What is needed | Write out, without any change, the lines in the material below that run from the line with "if part_count == 0" through the line with "let len = if", both included.

Data records |
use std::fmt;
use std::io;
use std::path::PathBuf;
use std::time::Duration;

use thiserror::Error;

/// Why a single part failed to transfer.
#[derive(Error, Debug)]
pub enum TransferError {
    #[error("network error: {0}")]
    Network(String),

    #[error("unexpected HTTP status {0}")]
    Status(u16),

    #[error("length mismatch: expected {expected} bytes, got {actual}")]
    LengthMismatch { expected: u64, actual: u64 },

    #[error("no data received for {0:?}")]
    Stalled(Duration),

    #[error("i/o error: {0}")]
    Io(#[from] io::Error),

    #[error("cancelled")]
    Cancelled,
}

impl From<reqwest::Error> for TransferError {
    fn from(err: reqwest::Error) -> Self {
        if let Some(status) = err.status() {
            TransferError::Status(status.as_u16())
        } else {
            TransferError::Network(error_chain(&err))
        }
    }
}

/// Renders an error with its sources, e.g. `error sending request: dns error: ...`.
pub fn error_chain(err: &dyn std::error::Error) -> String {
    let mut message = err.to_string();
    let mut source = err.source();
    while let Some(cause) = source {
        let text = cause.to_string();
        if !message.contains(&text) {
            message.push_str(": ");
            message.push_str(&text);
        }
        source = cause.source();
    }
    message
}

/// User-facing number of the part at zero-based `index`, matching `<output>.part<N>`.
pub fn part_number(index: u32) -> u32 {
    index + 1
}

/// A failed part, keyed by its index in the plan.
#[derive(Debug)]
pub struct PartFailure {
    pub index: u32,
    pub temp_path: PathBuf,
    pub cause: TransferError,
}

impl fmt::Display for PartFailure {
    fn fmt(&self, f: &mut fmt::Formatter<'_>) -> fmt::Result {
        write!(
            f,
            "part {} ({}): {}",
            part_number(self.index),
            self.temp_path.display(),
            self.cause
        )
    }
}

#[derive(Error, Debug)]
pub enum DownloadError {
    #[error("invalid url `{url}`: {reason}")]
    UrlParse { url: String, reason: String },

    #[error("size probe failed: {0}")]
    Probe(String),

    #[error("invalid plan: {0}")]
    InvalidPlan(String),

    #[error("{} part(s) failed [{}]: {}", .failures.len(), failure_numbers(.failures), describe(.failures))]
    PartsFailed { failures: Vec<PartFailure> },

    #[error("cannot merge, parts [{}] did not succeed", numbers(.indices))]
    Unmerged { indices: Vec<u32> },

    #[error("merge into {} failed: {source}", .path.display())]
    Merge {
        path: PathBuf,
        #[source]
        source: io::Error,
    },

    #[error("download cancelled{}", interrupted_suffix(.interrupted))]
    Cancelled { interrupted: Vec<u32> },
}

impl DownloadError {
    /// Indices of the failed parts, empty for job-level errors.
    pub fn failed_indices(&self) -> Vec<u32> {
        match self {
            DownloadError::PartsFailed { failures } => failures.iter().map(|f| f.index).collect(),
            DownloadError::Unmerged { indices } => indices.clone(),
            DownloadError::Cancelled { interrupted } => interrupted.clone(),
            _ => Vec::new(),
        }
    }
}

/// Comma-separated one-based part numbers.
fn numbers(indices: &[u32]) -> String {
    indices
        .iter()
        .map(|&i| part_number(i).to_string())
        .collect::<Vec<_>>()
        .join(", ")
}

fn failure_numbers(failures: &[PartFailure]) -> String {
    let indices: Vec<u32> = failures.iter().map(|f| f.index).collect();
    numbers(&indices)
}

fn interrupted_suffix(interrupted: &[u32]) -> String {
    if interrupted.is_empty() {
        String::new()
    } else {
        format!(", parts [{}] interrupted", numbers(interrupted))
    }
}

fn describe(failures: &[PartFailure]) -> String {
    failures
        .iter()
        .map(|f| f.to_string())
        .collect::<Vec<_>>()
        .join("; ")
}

...

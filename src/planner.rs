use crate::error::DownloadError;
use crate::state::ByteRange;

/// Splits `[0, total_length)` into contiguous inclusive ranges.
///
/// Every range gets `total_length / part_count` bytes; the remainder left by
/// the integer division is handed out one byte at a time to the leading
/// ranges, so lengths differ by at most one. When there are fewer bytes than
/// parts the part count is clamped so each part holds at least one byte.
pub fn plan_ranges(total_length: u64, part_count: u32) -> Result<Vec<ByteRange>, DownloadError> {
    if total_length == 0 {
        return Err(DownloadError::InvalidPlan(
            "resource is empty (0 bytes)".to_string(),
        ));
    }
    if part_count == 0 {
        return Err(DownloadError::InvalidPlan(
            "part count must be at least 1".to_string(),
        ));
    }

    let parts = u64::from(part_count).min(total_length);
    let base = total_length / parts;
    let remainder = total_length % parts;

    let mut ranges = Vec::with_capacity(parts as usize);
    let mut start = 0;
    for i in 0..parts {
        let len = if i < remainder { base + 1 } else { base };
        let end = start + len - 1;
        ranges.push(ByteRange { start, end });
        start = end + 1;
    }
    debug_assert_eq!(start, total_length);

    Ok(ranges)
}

Exercise result |
    if part_count == 0 {
        return Err(DownloadError::InvalidPlan(
            "part count must be at least 1".to_string(),
        ));
    }

    let parts = u64::from(part_count).min(total_length);
    let base = total_length / parts;
    let remainder = total_length % parts;

    let mut ranges = Vec::with_capacity(parts as usize);
    let mut start = 0;
    for i in 0..parts {
        let len = if i < remainder { base + 1 } else { base };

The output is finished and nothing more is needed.